Original articles on art, artists, architecture, exhibitions, galleries, museums and cultural institutions around Tokyo, Japan.



Sonia Delaunay: La Moderne

by John McGee


In an early sketch dated 1913, Sonia Delaunay captured the reflections of Paris’ new gas lamps by vigorously scratching yellow, blue, green, red and brown crayons into abutting blocks of color. Her light didn’t illuminate nor define shapes but became a physical substance. Such sharply contrasting, vibrant colors-turned-form would become the hallmark of Delaunay’s long, diverse and genre-defying career. 

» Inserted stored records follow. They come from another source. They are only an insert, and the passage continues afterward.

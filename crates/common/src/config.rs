use serde::{Deserialize, Serialize};
use std::time::Duration;

/// Session lifecycle thresholds.
///
/// Defaults follow the production constants of the backend deployment:
/// access tokens live 480 minutes, the proactive refresh fires 3 minutes
/// before expiry, and an idle session is force-logged-out after 24 hours.
/// Everything here is a field, not a constant: deployments disagree on
/// these numbers.
#[derive(Debug, Clone, Serialize, Deserialize)]
pub struct SessionConfig {
    /// Idle time after which the session is force-terminated.
    pub inactivity_timeout_ms: u64,
    /// How often the inactivity watchdog wakes up.
    pub activity_check_interval_ms: u64,
    /// Minimum spacing between persisted activity stamps.
    pub activity_throttle_ms: u64,
    /// Known access-token lifetime (must match the backend's
    /// ACCESS_TOKEN_EXPIRE_MINUTES).
    pub token_lifetime_ms: u64,
    /// Refresh proactively when the token is this close to expiry.
    pub refresh_threshold_ms: u64,
    /// How often the proactive refresh timer wakes up.
    pub refresh_check_interval_ms: u64,
}

impl Default for SessionConfig {
    fn default() -> Self {
        Self {
            inactivity_timeout_ms: 24 * 60 * 60 * 1000,
            activity_check_interval_ms: 60 * 1000,
            activity_throttle_ms: 30 * 1000,
            token_lifetime_ms: 480 * 60 * 1000,
            refresh_threshold_ms: 3 * 60 * 1000,
            refresh_check_interval_ms: 60 * 1000,
        }
    }
}

impl SessionConfig {
    pub fn inactivity_timeout(&self) -> Duration {
        Duration::from_millis(self.inactivity_timeout_ms)
    }

    pub fn activity_check_interval(&self) -> Duration {
        Duration::from_millis(self.activity_check_interval_ms)
    }

    pub fn activity_throttle(&self) -> Duration {
        Duration::from_millis(self.activity_throttle_ms)
    }

    pub fn refresh_check_interval(&self) -> Duration {
        Duration::from_millis(self.refresh_check_interval_ms)
    }

    /// Short-lived preset for tests that drive real timers.
    pub fn fast() -> Self {
        Self {
            inactivity_timeout_ms: 200,
            activity_check_interval_ms: 20,
            activity_throttle_ms: 50,
            token_lifetime_ms: 500,
            refresh_threshold_ms: 100,
            refresh_check_interval_ms: 20,
        }
    }
}

/// Poll loop cadence and cache TTL classes.
///
/// Resources fall into three freshness classes rather than per-resource
/// knobs: slow-changing reference data (groups, students, clubs, ...),
/// dashboard statistics, and session-sensitive counters (notifications,
/// unread count).
#[derive(Debug, Clone, Serialize, Deserialize)]
pub struct PollConfig {
    /// Main poll tick. A fast tick is cheap: only stale entries refetch.
    pub tick_interval_ms: u64,
    /// Dedicated fast tick for the unread-notification count.
    pub notification_tick_interval_ms: u64,
    /// TTL for heavy, slowly-changing collections.
    pub slow_ttl_ms: u64,
    /// TTL for dashboard statistics.
    pub stats_ttl_ms: u64,
    /// TTL for notifications and the unread count.
    pub fast_ttl_ms: u64,
}

impl Default for PollConfig {
    fn default() -> Self {
        Self {
            tick_interval_ms: 15 * 1000,
            notification_tick_interval_ms: 10 * 1000,
            slow_ttl_ms: 5 * 60 * 1000,
            stats_ttl_ms: 60 * 1000,
            fast_ttl_ms: 30 * 1000,
        }
    }
}

impl PollConfig {
    pub fn tick_interval(&self) -> Duration {
        Duration::from_millis(self.tick_interval_ms)
    }

    pub fn notification_tick_interval(&self) -> Duration {
        Duration::from_millis(self.notification_tick_interval_ms)
    }

    pub fn slow_ttl(&self) -> Duration {
        Duration::from_millis(self.slow_ttl_ms)
    }

    pub fn stats_ttl(&self) -> Duration {
        Duration::from_millis(self.stats_ttl_ms)
    }

    pub fn fast_ttl(&self) -> Duration {
        Duration::from_millis(self.fast_ttl_ms)
    }

    pub fn fast() -> Self {
        Self {
            tick_interval_ms: 20,
            notification_tick_interval_ms: 10,
            slow_ttl_ms: 100,
            stats_ttl_ms: 50,
            fast_ttl_ms: 30,
        }
    }
}

/// Top-level client configuration.
#[derive(Debug, Clone, Serialize, Deserialize)]
pub struct ClientConfig {
    /// Backend base URL, e.g. `https://uni.example/api/v1`.
    pub base_url: String,
    /// Whole-request timeout applied by the HTTP client.
    pub request_timeout_ms: u64,
    pub session: SessionConfig,
    pub poll: PollConfig,
}

impl Default for ClientConfig {
    fn default() -> Self {
        Self {
            base_url: "http://localhost:8000/api/v1".to_string(),
            request_timeout_ms: 30 * 1000,
            session: SessionConfig::default(),
            poll: PollConfig::default(),
        }
    }
}

impl ClientConfig {
    /// Build a config from the environment.
    ///
    /// `UNICONTROL_API_URL` overrides the base URL; a trailing slash is
    /// stripped so path concatenation stays predictable.
    pub fn from_env() -> Self {
        dotenv::dotenv().ok();
        let mut config = Self::default();
        if let Ok(url) = std::env::var("UNICONTROL_API_URL") {
            config.base_url = url.trim_end_matches('/').to_string();
        }
        config
    }

    pub fn with_base_url(mut self, base_url: impl Into<String>) -> Self {
        let url: String = base_url.into();
        self.base_url = url.trim_end_matches('/').to_string();
        self
    }

    pub fn request_timeout(&self) -> Duration {
        Duration::from_millis(self.request_timeout_ms)
    }
}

Organized by the Jane Voorhees Zimmerli Art Museum at Rutgers University, New Jersey and curator Jan Garden Castro, this retrospective covers Delaunay’s pioneering early cross-over experiments in design, fashion and painting and includes an extensive selection of her later lithographs, wall hangings and several large paintings. There’s even a 1970 painting from the Richard Nixon presidential collection, a gift from President Pompidou. 

Born in the Ukraine in 1885, Sonia Delaunay moved to Paris when she was twenty and became part of the art scene that included Picasso, Braque and Apollinaire. She also met and married Robert Delaunay, a prominent painter. Paris in the early part of the 20th century may have been bohemian and permissive, but a woman still had her place: Sonia’s art career took a backseat to her well-known husband until long after his death in 1941. 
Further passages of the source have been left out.